Send back the entries below exactly as they appear.

------------------------------

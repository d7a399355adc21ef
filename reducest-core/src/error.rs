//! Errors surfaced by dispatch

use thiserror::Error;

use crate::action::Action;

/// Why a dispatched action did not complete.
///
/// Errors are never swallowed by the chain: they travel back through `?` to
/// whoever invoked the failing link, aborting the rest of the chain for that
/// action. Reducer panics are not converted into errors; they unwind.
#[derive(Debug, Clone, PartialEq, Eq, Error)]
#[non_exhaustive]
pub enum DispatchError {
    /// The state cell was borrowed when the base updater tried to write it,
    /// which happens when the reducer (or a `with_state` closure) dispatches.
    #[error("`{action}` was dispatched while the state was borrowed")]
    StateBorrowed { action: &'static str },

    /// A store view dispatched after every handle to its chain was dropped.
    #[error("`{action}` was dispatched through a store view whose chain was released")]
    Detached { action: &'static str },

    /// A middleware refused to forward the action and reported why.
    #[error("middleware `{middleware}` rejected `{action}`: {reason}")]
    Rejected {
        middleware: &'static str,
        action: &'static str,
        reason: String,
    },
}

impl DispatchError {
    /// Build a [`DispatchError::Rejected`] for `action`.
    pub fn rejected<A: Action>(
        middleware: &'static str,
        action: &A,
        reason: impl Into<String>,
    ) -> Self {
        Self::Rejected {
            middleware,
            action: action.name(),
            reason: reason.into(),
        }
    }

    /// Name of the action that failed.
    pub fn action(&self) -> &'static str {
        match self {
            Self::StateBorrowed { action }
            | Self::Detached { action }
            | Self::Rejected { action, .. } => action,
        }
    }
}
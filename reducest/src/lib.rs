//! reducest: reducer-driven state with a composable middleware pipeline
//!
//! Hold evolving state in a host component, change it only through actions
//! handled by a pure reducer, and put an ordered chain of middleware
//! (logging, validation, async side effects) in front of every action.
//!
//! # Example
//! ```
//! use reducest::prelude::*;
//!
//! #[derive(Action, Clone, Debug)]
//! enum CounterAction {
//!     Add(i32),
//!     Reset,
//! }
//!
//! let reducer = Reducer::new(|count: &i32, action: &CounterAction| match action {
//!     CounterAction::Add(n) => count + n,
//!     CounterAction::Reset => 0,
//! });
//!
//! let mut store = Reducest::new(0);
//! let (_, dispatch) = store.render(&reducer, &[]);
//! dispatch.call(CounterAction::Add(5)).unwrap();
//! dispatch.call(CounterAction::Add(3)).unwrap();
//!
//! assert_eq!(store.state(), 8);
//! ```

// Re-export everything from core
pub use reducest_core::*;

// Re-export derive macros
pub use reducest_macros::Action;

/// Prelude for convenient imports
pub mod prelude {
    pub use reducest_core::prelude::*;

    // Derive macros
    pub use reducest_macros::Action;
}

------------------------------

**Answer box:**
repository d7a399355adc21ef
filename reducest-core/src/error.rs
//! Errors surfaced by dispatch

use thiserror::Error;

use crate::action::Action;

/// Why a dispatched action did not complete.
///
/// Errors are never swallowed by the chain: they travel back through `?` to
/// whoever invoked the failing link, aborting the rest of the chain for that
/// action. Reducer panics are not converted into errors; they unwind.
#[derive(Debug, Clone, PartialEq, Eq, Error)]
#[non_exhaustive]
pub enum DispatchError {
    /// The state cell was borrowed when the base updater tried to write it,
    /// which happens when the reducer (or a `with_state` closure) dispatches.
    #[error("`{action}` was dispatched while the state was borrowed")]
    StateBorrowed { action: &'static str },

    /// A store view dispatched after every handle to its chain was dropped.
    #[error("`{action}` was dispatched through a store view whose chain was released")]
    Detached { action: &'static str },

    /// A middleware refused to forward the action and reported why.
    #[error("middleware `{middleware}` rejected `{action}`: {reason}")]
    Rejected {
        middleware: &'static str,
        action: &'static str,
        reason: String,
    },
}

impl DispatchError {
    /// Build a [`DispatchError::Rejected`] for `action`.
    pub fn rejected<A: Action>(
        middleware: &'static str,
        action: &A,
        reason: impl Into<String>,
    ) -> Self {
        Self::Rejected {
            middleware,
            action: action.name(),
            reason: reason.into(),
        }
    }

    /// Name of the action that failed.
    pub fn action(&self) -> &'static str {
        match self {
            Self::StateBorrowed { action }
            | Self::Detached { action }
            | Self::Rejected { action, .. } => action,
        }
    }
}
filename reducest/src/lib.rs
//! reducest: reducer-driven state with a composable middleware pipeline
//!
//! Hold evolving state in a host component, change it only through actions
//! handled by a pure reducer, and put an ordered chain of middleware
//! (logging, validation, async side effects) in front of every action.
//!
//! # Example
//! ```
//! use reducest::prelude::*;
//!
//! #[derive(Action, Clone, Debug)]
//! enum CounterAction {
//!     Add(i32),
//!     Reset,
//! }
//!
//! let reducer = Reducer::new(|count: &i32, action: &CounterAction| match action {
//!     CounterAction::Add(n) => count + n,
//!     CounterAction::Reset => 0,
//! });
//!
//! let mut store = Reducest::new(0);
//! let (_, dispatch) = store.render(&reducer, &[]);
//! dispatch.call(CounterAction::Add(5)).unwrap();
//! dispatch.call(CounterAction::Add(3)).unwrap();
//!
//! assert_eq!(store.state(), 8);
//! ```

// Re-export everything from core
pub use reducest_core::*;

// Re-export derive macros
pub use reducest_macros::Action;

/// Prelude for convenient imports
pub mod prelude {
    pub use reducest_core::prelude::*;

    // Derive macros
    pub use reducest_macros::Action;
}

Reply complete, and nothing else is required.